Recalling the episode now 45 years later, Nick Ackerman, one of Cox's assistants, recalled on MSNBC that he left the office that night with several investigative files to safeguard them from possible disappearance or destruction. The precaution proved to be unnecessary. The reaction to the "Saturday Night Massacre" was so instantaneous and so intense that Nixon was forced to acquiesce in the appointment of a new Watergate prosecutor, Leon Jaworski.
With rampant speculation that President Trump is now on the verge of removing special counsel Robert Mueller from the Russiagate investigation, Nixon is now being recalled, whatever his other faults, aa a believer of sorts in the rule of law. By comparison, Trump appears in this recollection to be a greater threat to the rule of law: a president who might pull out all stops legal or not, constitutional or not to thwart the investigation into the Trump campaign's interactions with election-meddling Russian agents.

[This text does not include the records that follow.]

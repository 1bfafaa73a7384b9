//! The immutable registry of tracked companies.
//!
//! The registry is loaded once at startup from YAML (a bundled default
//! covering the BRVM listing, or a user-supplied file) and never mutated
//! afterwards. Narrowing to a subset of symbols produces a new restricted
//! registry rather than editing the original.
//!
//! Alias matching is substring-based: a company claims a piece of listing
//! text when any of its aliases occurs verbatim inside the normalized text.
//! When several companies could claim the same text, the first one in file
//! order wins. That tie-break is a documented policy, not an error; a
//! duplicate alias shared by two symbols is a configuration smell and is
//! warned about at load time.

use crate::text::normalize;
use serde::Deserialize;
use std::collections::HashSet;
use std::error::Error;
use tracing::{info, warn};

/// Bundled default registry: the BRVM-listed companies.
const BUNDLED_COMPANIES: &str = include_str!("../companies.yaml");

/// One tracked company. Immutable after registry load.
#[derive(Debug, Clone, Deserialize)]
pub struct CompanyRecord {
    /// Stable unique identifier (ticker-like code, e.g. `SNTS`).
    pub symbol: String,
    /// Display name as used on published reports.
    pub name: String,
    /// Normalized text fragments that recognize this company in listing text.
    pub aliases: Vec<String>,
}

/// Ordered, immutable set of [`CompanyRecord`]s.
#[derive(Debug, Clone)]
pub struct CompanyRegistry {
    companies: Vec<CompanyRecord>,
}

impl CompanyRegistry {
    /// Parse a registry from YAML. Aliases are normalized here so matching
    /// never depends on how the file was typed.
    ///
    /// # Errors
    ///
    /// Fails on malformed YAML, an empty company list, a duplicate symbol,
    /// or a company with no usable alias.
    pub fn from_yaml(yaml: &str) -> Result<Self, Box<dyn Error>> {
        let mut companies: Vec<CompanyRecord> = serde_yaml::from_str(yaml)?;
        if companies.is_empty() {
            return Err("company registry is empty".into());
        }

        let mut seen_symbols = HashSet::new();
        let mut seen_aliases: Vec<(String, String)> = Vec::new();
        for company in &mut companies {
            if !seen_symbols.insert(company.symbol.clone()) {
                return Err(format!("duplicate symbol in registry: {}", company.symbol).into());
            }
            company.aliases = company
                .aliases
                .iter()
                .map(|a| normalize(a))
                .filter(|a| !a.is_empty())
                .collect();
            if company.aliases.is_empty() {
                return Err(format!("company {} has no usable alias", company.symbol).into());
            }
            for alias in &company.aliases {
                if let Some((owner, _)) = seen_aliases.iter().find(|(_, a)| a == alias) {
                    warn!(
                        alias = %alias,
                        first = %owner,
                        second = %company.symbol,
                        "Alias shared by two symbols; first registry entry will win"
                    );
                }
                seen_aliases.push((company.symbol.clone(), alias.clone()));
            }
        }

        Ok(Self { companies })
    }

    /// The bundled BRVM registry.
    pub fn bundled() -> Result<Self, Box<dyn Error>> {
        Self::from_yaml(BUNDLED_COMPANIES)
    }

    /// A new registry keeping only `symbols`, in the original order.
    /// Narrowing never adds entries; unknown symbols are reported and
    /// ignored.
    pub fn restrict_to(&self, symbols: &[String]) -> Self {
        let keep: HashSet<&str> = symbols.iter().map(String::as_str).collect();
        for symbol in &keep {
            if !self.companies.iter().any(|c| c.symbol == *symbol) {
                warn!(symbol = %symbol, "Narrowing mentions a symbol not in the registry");
            }
        }
        let companies: Vec<CompanyRecord> = self
            .companies
            .iter()
            .filter(|c| keep.contains(c.symbol.as_str()))
            .cloned()
            .collect();
        info!(
            kept = companies.len(),
            total = self.companies.len(),
            "Registry narrowed"
        );
        Self { companies }
    }

    /// Resolve normalized listing text to a company symbol.
    ///
    /// Returns the first company (registry order) any of whose aliases is a
    /// substring of `normalized_text`, or `None` when nothing matches.
    pub fn match_symbol(&self, normalized_text: &str) -> Option<&str> {
        self.companies
            .iter()
            .find(|c| c.aliases.iter().any(|a| normalized_text.contains(a.as_str())))
            .map(|c| c.symbol.as_str())
    }

    pub fn companies(&self) -> &[CompanyRecord] {
        &self.companies
    }

    pub fn get(&self, symbol: &str) -> Option<&CompanyRecord> {
        self.companies.iter().find(|c| c.symbol == symbol)
    }

    pub fn len(&self) -> usize {
        self.companies.len()
    }

    pub fn is_empty(&self) -> bool {
        self.companies.is_empty()
    }
}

Nixon likely had legal authority to remove Cox, his independence at the time unprotected by statute or Justice Department regulation. Richardson and Ruckelshaus refused Nixon's order on the ground that each had promised the Senate in their confirmation hearings to safeguard Cox's position. Today, by contrast, Mueller is protected from removal by a Justice Department regulation that allows Mueller to be removed only "by the personal action of the Attorney General" for "misconduct, dereliction of duty, incapacity, conflict of interest, or for other good cause."
With Attorney General Jeff Sessions recused from the Russia investigation, the removal power lies instead with the deputy attorney general, Rod Rosenstein, who has publicly defended Mueller's conduct in office up till now. Trump's supporters and surrogates envision indirect steps to oust Mueller for example, by firing Rosenstein and relying on Solicitor General Noel Francisco to be as compliant to the president's wishes as Bork was 45 years ago. As another alternative, Trump could order Sessions or Rosenstein to rescind the regulation or perhaps use his supposed unitary executive power to nullify the regulation himself.
The speculation about Mueller's possible removal intensified after the Mueller-approved FBI raid on the New York City offices of Trump's personal attorney, Michael Cohenr, on Monday (Aprl 9), and intensified further after NBC News' report on Thursday (April 12) that Mueller's office was said to be ready to report four findings regarding Trump and obstruction of justice.
Trump was widely reported to be beyond boiling-mad after news of the raid on Cohen's office broke on Monday morning. He interrupted a meeting of his national security advisors for an extended tirade against Mueller, for his "witch hunt," and Sessions for his "big mistake" to recuse himself from overseeing the Russia investigation. Trump said that FBI agents had "broken into" Cohen's office; that was his description of the lawful execution of a no-knock search warrant signed by a federal magistrate judge in New York.
Trump surrogates later described the raid as "Gestapo-like," but Cohen himself said FBI agents acted professionally throughout. The raid, actually carried out by the U.S. attorney's office for the southern district of New York, apparently sought information about Cohen's possible involvement in paying "hush money" to porn star Stormy Daniels or other women to quash accusations of Trump's sexual infidelities in the run-up to the November election. Rep. Chris Collins, a New York Republican who was the first in Congress to endorse Trump, was among those who described the raid as going beyond Mueller's authority. In fact, the letter appointing Mueller gives him authority to take on other matters discovered in the course of the Russia investigation.
The week ended with NBC's potentially explosive report that Mueller was prepared to give Congress a bill of particulars about Trump's possible obstruction of justice. The report was described as including four findings regarding Trump's firing of FBI director James Comey, his role in crafting the misleading June 2016 statement concerning the Trump Tower meeting with Russian reprsentatives; the White House's discussion of possibly pardoning witnesses in the Russiagate investigation, and his attempt to pressure Sessions into withdrawing his recusal from the case.
With the accusatory report possibly imminent, Harvard law professor Noah Feldman imagined the hyper-mercurial Trump ready to do almost anything to raise the drawbridges around the White House. "What if Donald Trump tries to fire Robert Mueller and fails?" Feldman asked in a column forBloomberg. The result, he went on to warn, "could be a constitutional crisis" with neither of them willing to back down and the courts unwilling to intervene for a definitive resolution..
Nixon "allowed the Constitution to prevail," MSNBC's Lawrence O'Donnell recalled on his program last week. "Donald Trump is no Richard Nixon," he went on, in an oddly unfavorable comparison. The political landscape is also different from 1973: Nixon had few defenders on the Cox firing. But Trump's base, and his Fox News chorus, likely would cheer him on in his defiance. The rule of law could wind up lying seriously wounded at his feet.